Required action. Your answer consists of the lines in the data that contain "while". Copy each of them.

Material to process.

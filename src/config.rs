// Configuration File Support
//
// Configuration for the registry client: logging, rate limit and registry
// endpoint. Loaded from a TOML file when one exists, then overridden by
// REGISTRY_CLIENT_* environment variables, then validated.

use anyhow::{Context, Result};
use serde::{Deserialize, Serialize};
use std::fs;
use std::path::Path;
use std::time::Duration;

use crate::rate_limit::RateLimitConfig;
use crate::registry::transport::DEFAULT_ENDPOINT;

/// Default configuration file name, looked up in the working directory
pub const DEFAULT_CONFIG_FILE: &str = "registry-client.toml";

/// Main configuration structure
#[derive(Debug, Clone, Default, Serialize, Deserialize, PartialEq)]
#[serde(default)]
pub struct Config {
    /// Logging configuration
    pub logging: LoggingConfig,

    /// Rate limit configuration
    pub rate_limit: RateLimitConfig,

    /// Registry endpoint configuration
    pub registry: RegistryConfig,
}

/// Logging configuration
#[derive(Debug, Clone, Serialize, Deserialize, PartialEq)]
#[serde(default)]
pub struct LoggingConfig {
    /// Log level (trace, debug, info, warn, error)
    pub level: String,

    /// Log format (json, pretty, compact)
    pub format: String,
}

impl Default for LoggingConfig {
    fn default() -> Self {
        Self {
            level: "info".to_string(),
            format: "compact".to_string(),
        }
    }
}

/// Registry endpoint configuration
#[derive(Debug, Clone, Serialize, Deserialize, PartialEq)]
#[serde(default)]
pub struct RegistryConfig {
    /// Document-creation URL
    pub endpoint: String,

    /// Timeout in seconds for one HTTP request
    pub timeout_secs: u64,
}

impl Default for RegistryConfig {
    fn default() -> Self {
        Self {
            endpoint: DEFAULT_ENDPOINT.to_string(),
            timeout_secs: 30,
        }
    }
}

impl RegistryConfig {
    /// Get request timeout
    pub fn timeout(&self) -> Duration {
        Duration::from_secs(self.timeout_secs)
    }
}

impl Config {
    /// Load configuration from `registry-client.toml` in the working directory
    pub fn load() -> Result<Self> {
        Self::load_from_path(DEFAULT_CONFIG_FILE)
    }

    /// Load configuration from a specific path
    ///
    /// # Errors
    ///
    /// Returns an error if the file exists but cannot be read or parsed, or
    /// if the resulting configuration is invalid. A missing file yields the
    /// defaults (plus environment overrides).
    pub fn load_from_path<P: AsRef<Path>>(path: P) -> Result<Self> {
        let path = path.as_ref();

        let config = if path.exists() {
            let content = fs::read_to_string(path)
                .with_context(|| format!("Failed to read config file from {:?}", path))?;
            let config: Config = toml::from_str(&content)
                .with_context(|| format!("Failed to parse config file from {:?}", path))?;
            tracing::info!("Loaded configuration from {:?}", path);
            config
        } else {
            tracing::debug!("Config file not found at {:?}, using defaults", path);
            Self::default()
        };

        let config = config.apply_env_overrides();
        config.validate()?;
        Ok(config)
    }

    /// Apply environment variable overrides to the configuration
    ///
    /// Environment variables take precedence over config file values:
    /// - REGISTRY_CLIENT_LOG_LEVEL
    /// - REGISTRY_CLIENT_LOG_FORMAT
    /// - REGISTRY_CLIENT_WINDOW_UNIT
    /// - REGISTRY_CLIENT_REQUEST_LIMIT
    /// - REGISTRY_CLIENT_WINDOW_POLICY
    /// - REGISTRY_CLIENT_ENDPOINT
    /// - REGISTRY_CLIENT_TIMEOUT_SECS
    pub fn apply_env_overrides(self) -> Self {
        self.apply_overrides(|key| std::env::var(key).ok())
    }

    fn apply_overrides(mut self, lookup: impl Fn(&str) -> Option<String>) -> Self {
        // Logging overrides
        if let Some(level) = lookup("REGISTRY_CLIENT_LOG_LEVEL") {
            self.logging.level = level;
        }
        if let Some(format) = lookup("REGISTRY_CLIENT_LOG_FORMAT") {
            self.logging.format = format;
        }

        // Registry overrides
        if let Some(endpoint) = lookup("REGISTRY_CLIENT_ENDPOINT") {
            self.registry.endpoint = endpoint;
        }
        if let Some(timeout) = lookup("REGISTRY_CLIENT_TIMEOUT_SECS") {
            if let Ok(timeout) = timeout.parse::<u64>() {
                if timeout > 0 {
                    self.registry.timeout_secs = timeout;
                }
            }
        }

        self.rate_limit = self.rate_limit.apply_overrides(&lookup);
        self
    }

    /// Validate the configuration
    pub fn validate(&self) -> Result<()> {
        match self.logging.level.to_lowercase().as_str() {
            "trace" | "debug" | "info" | "warn" | "error" => {}
            _ => anyhow::bail!(
                "Invalid log level: {}. Must be one of: trace, debug, info, warn, error",
                self.logging.level
            ),
        }

        match self.logging.format.to_lowercase().as_str() {
            "json" | "pretty" | "compact" => {}
            _ => anyhow::bail!(
                "Invalid log format: {}. Must be one of: json, pretty, compact",
                self.logging.format
            ),
        }

        self.rate_limit.validate()?;

        if self.registry.endpoint.is_empty() {
            anyhow::bail!("Registry endpoint must not be empty");
        }
        if !self.registry.endpoint.starts_with("http://") && !self.registry.endpoint.starts_with("https://") {
            anyhow::bail!("Registry endpoint must be an http(s) URL: {}", self.registry.endpoint);
        }
        if self.registry.timeout_secs == 0 {
            anyhow::bail!("Registry timeout must be > 0");
        }

        Ok(())
    }

    /// Convert log level string to tracing::Level
    pub fn log_level(&self) -> Result<tracing::Level> {
        self.logging
            .level
            .to_lowercase()
            .parse()
            .map_err(|e| anyhow::anyhow!("Failed to parse log level: {}", e))
    }
}
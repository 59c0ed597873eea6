//! Rate Limiter Error Types

use std::time::Duration;

/// Error types for slot acquisition
#[derive(Debug, Clone, PartialEq, Eq, thiserror::Error)]
pub enum RateLimitError {
    /// Zero capacity or zero window supplied at construction
    #[error("Invalid rate limit configuration: {0}")]
    InvalidConfiguration(String),

    /// Gave up waiting for a slot; no quota was consumed
    #[error("Timed out after {0:?} waiting for a rate limit slot")]
    TimedOut(Duration),

    /// The limiter was shut down before a slot was granted
    #[error("Rate limiter has been shut down")]
    Shutdown,

    /// No slot is free right now (non-blocking acquire only)
    #[error("Rate limit exhausted for the current window")]
    Exhausted,
}

impl RateLimitError {
    /// Whether the caller may retry later
    pub fn is_recoverable(&self) -> bool {
        matches!(self, RateLimitError::TimedOut(_) | RateLimitError::Exhausted)
    }
}
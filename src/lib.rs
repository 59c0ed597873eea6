//! Registry Client Library
//!
//! Submits signed documents to a remote registry without exceeding a fixed
//! number of requests per time window.
//!
//! - [`rate_limit`]: the admission gate every submission passes through
//! - [`registry`]: document types, request envelope, transport and submitter
//! - [`config`]: file and environment configuration
//!
//! # Example
//!
//! ```ignore
//! use registry_client::{DocumentSubmitter, WindowUnit, Document};
//!
//! let client = DocumentSubmitter::rate_limited(WindowUnit::Minutes, 5)?;
//! let result = client.submit(&Document::sample(), "signature").await?;
//! println!("{}", result.body);
//! ```

pub mod config;
pub mod error;
pub mod rate_limit;
pub mod registry;

pub use error::SubmitError;
pub use rate_limit::{RateLimitError, RateLimiter, WindowPolicy, WindowUnit};
pub use registry::{Document, DocumentSubmitter, HttpTransport, SubmissionResult, Transport};
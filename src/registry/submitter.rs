//! Document Submitter
//!
//! One submission = one rate-limit slot + one transport call. The request
//! body is built before queueing for a slot, so a document that fails to
//! serialize never costs quota, and the limiter lock is never held while the
//! network call runs.

use serde::Serialize;
use std::sync::Arc;
use std::time::Duration;
use tokio::time::Instant;

use crate::config::Config;
use crate::error::SubmitError;
use crate::rate_limit::{RateLimiter, WindowUnit};
use crate::registry::envelope::RequestEnvelope;
use crate::registry::transport::{HttpTransport, Transport, DEFAULT_ENDPOINT};

/// Outcome of a successful submission
#[derive(Debug, Clone, PartialEq, Eq)]
pub struct SubmissionResult {
    /// Raw response body returned by the registry
    pub body: String,

    /// Time spent waiting for a rate-limit slot
    pub queued_for: Duration,
}

/// Rate-limited document client
///
/// Cheap to share behind an `Arc`; every clone of the limiter `Arc` counts
/// against the same quota.
pub struct DocumentSubmitter<T: Transport> {
    limiter: Arc<RateLimiter>,
    transport: T,
}

impl<T: Transport> DocumentSubmitter<T> {
    /// Create a submitter from an existing limiter and transport
    pub fn new(limiter: Arc<RateLimiter>, transport: T) -> Self {
        Self { limiter, transport }
    }

    /// The limiter gating this submitter
    pub fn limiter(&self) -> &Arc<RateLimiter> {
        &self.limiter
    }

    /// The underlying transport
    pub fn transport(&self) -> &T {
        &self.transport
    }

    /// Submit `document` signed with `signature`
    ///
    /// Waits for a rate-limit slot, then sends
    /// `{"document": "<document as JSON string>", "signature": "<signature>"}`
    /// once. The transport's response or error is returned as is.
    ///
    /// # Errors
    ///
    /// - `EmptySignature` / `Serialization` before any quota is consumed
    /// - `RateLimit(Shutdown)` if the limiter stops while waiting
    /// - `Transport` for delivery failures
    pub async fn submit<D>(&self, document: &D, signature: &str) -> Result<SubmissionResult, SubmitError>
    where
        D: Serialize + ?Sized,
    {
        let body = prepare_body(document, signature)?;
        let started = Instant::now();
        self.limiter.acquire().await?;
        self.deliver(body, started.elapsed()).await
    }

    /// Like [`submit`](Self::submit), but give up if no slot is granted
    /// within `timeout`
    ///
    /// The timeout bounds only the wait for a slot, not the transport call.
    pub async fn submit_timeout<D>(
        &self,
        document: &D,
        signature: &str,
        timeout: Duration,
    ) -> Result<SubmissionResult, SubmitError>
    where
        D: Serialize + ?Sized,
    {
        let body = prepare_body(document, signature)?;
        let started = Instant::now();
        self.limiter.acquire_timeout(timeout).await?;
        self.deliver(body, started.elapsed()).await
    }

    /// Stop the limiter, failing queued and future submissions
    pub fn shutdown(&self) {
        self.limiter.shutdown();
    }

    async fn deliver(&self, body: String, queued_for: Duration) -> Result<SubmissionResult, SubmitError> {
        tracing::debug!(queued_ms = queued_for.as_millis() as u64, "Slot granted, submitting document");
        let body = self.transport.send(body).await?;
        Ok(SubmissionResult { body, queued_for })
    }
}

impl DocumentSubmitter<HttpTransport> {
    /// Client for the default registry endpoint allowing `request_limit`
    /// submissions per `window_unit`
    ///
    /// Must be called inside a tokio runtime.
    pub fn rate_limited(window_unit: WindowUnit, request_limit: u32) -> Result<Self, SubmitError> {
        let limiter = RateLimiter::new(request_limit, window_unit.duration())?;
        let transport = HttpTransport::new(DEFAULT_ENDPOINT)?;
        Ok(Self::new(Arc::new(limiter), transport))
    }

    /// Client built from loaded configuration
    pub fn from_config(config: &Config) -> Result<Self, SubmitError> {
        let limiter = RateLimiter::from_config(&config.rate_limit)?;
        let transport =
            HttpTransport::new(config.registry.endpoint.clone())?.with_timeout(config.registry.timeout())?;
        Ok(Self::new(Arc::new(limiter), transport))
    }
}

fn prepare_body<D>(document: &D, signature: &str) -> Result<String, SubmitError>
where
    D: Serialize + ?Sized,
{
    if signature.is_empty() {
        return Err(SubmitError::EmptySignature);
    }
    Ok(RequestEnvelope::new(document, signature)?.to_body()?)
}

#[cfg(test)]
mod tests {
    use super::*;
    use crate::rate_limit::RateLimitError;
    use crate::registry::transport::TransportError;
    use async_trait::async_trait;
    use serde_json::json;
    use std::sync::Mutex;

    /// Records request bodies and answers with a fixed status
    #[derive(Default)]
    struct RecordingTransport {
        bodies: Mutex<Vec<String>>,
        fail_with: Option<u16>,
    }

    #[async_trait]
    impl Transport for RecordingTransport {
        async fn send(&self, body: String) -> Result<String, TransportError> {
            self.bodies.lock().unwrap().push(body);
            match self.fail_with {
                Some(status) => Err(TransportError::Status {
                    status,
                    body: "rejected".to_string(),
                }),
                None => Ok(r#"{"value":"ok"}"#.to_string()),
            }
        }
    }

    fn submitter(capacity: u32, transport: RecordingTransport) -> DocumentSubmitter<RecordingTransport> {
        let limiter = RateLimiter::new(capacity, Duration::from_secs(60)).unwrap();
        DocumentSubmitter::new(Arc::new(limiter), transport)
    }

    #[tokio::test]
    async fn test_request_body_contract() {
        let submitter = submitter(5, RecordingTransport::default());

        let result = submitter.submit(&json!({"doc_id": "X"}), "sig").await.unwrap();
        assert_eq!(result.body, r#"{"value":"ok"}"#);

        let bodies = submitter.transport().bodies.lock().unwrap().clone();
        assert_eq!(bodies, vec![r#"{"document":"{\"doc_id\":\"X\"}","signature":"sig"}"#]);
    }

    #[tokio::test]
    async fn test_empty_signature_consumes_no_quota() {
        let submitter = submitter(1, RecordingTransport::default());

        let result = submitter.submit(&json!({"doc_id": "X"}), "").await;
        assert!(matches!(result, Err(SubmitError::EmptySignature)));
        assert_eq!(submitter.limiter().stats().admitted, 0);
        assert!(submitter.transport().bodies.lock().unwrap().is_empty());
    }

    #[tokio::test]
    async fn test_transport_error_propagates() {
        let submitter = submitter(
            5,
            RecordingTransport {
                fail_with: Some(400),
                ..Default::default()
            },
        );

        let result = submitter.submit(&json!({"doc_id": "X"}), "sig").await;
        match result {
            Err(SubmitError::Transport(TransportError::Status { status, body })) => {
                assert_eq!(status, 400);
                assert_eq!(body, "rejected");
            }
            other => panic!("expected transport error, got {:?}", other),
        }
        // The attempt still used its slot
        assert_eq!(submitter.limiter().stats().admitted, 1);
    }

    #[tokio::test(start_paused = true)]
    async fn test_submit_timeout_when_exhausted() {
        let submitter = submitter(1, RecordingTransport::default());
        submitter.submit(&json!({}), "sig").await.unwrap();

        let result = submitter
            .submit_timeout(&json!({}), "sig", Duration::from_secs(1))
            .await;
        assert!(matches!(
            result,
            Err(SubmitError::RateLimit(RateLimitError::TimedOut(_)))
        ));
        assert_eq!(submitter.transport().bodies.lock().unwrap().len(), 1);
    }

    #[tokio::test]
    async fn test_submit_after_shutdown() {
        let submitter = submitter(5, RecordingTransport::default());
        submitter.shutdown();

        let result = submitter.submit(&json!({}), "sig").await;
        assert!(matches!(
            result,
            Err(SubmitError::RateLimit(RateLimitError::Shutdown))
        ));
    }

    #[tokio::test]
    async fn test_rate_limited_constructor() {
        let submitter = DocumentSubmitter::rate_limited(WindowUnit::Minutes, 5).unwrap();
        assert_eq!(submitter.limiter().capacity(), 5);
        assert_eq!(submitter.limiter().window(), Duration::from_secs(60));
        assert_eq!(submitter.transport().url(), DEFAULT_ENDPOINT);
    }

    #[tokio::test]
    async fn test_rate_limited_rejects_zero_limit() {
        let result = DocumentSubmitter::rate_limited(WindowUnit::Seconds, 0);
        assert!(matches!(
            result,
            Err(SubmitError::RateLimit(RateLimitError::InvalidConfiguration(_)))
        ));
    }
}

Solution to the exercise.
//! serialize never costs quota, and the limiter lock is never held while the
    /// - `RateLimit(Shutdown)` if the limiter stops while waiting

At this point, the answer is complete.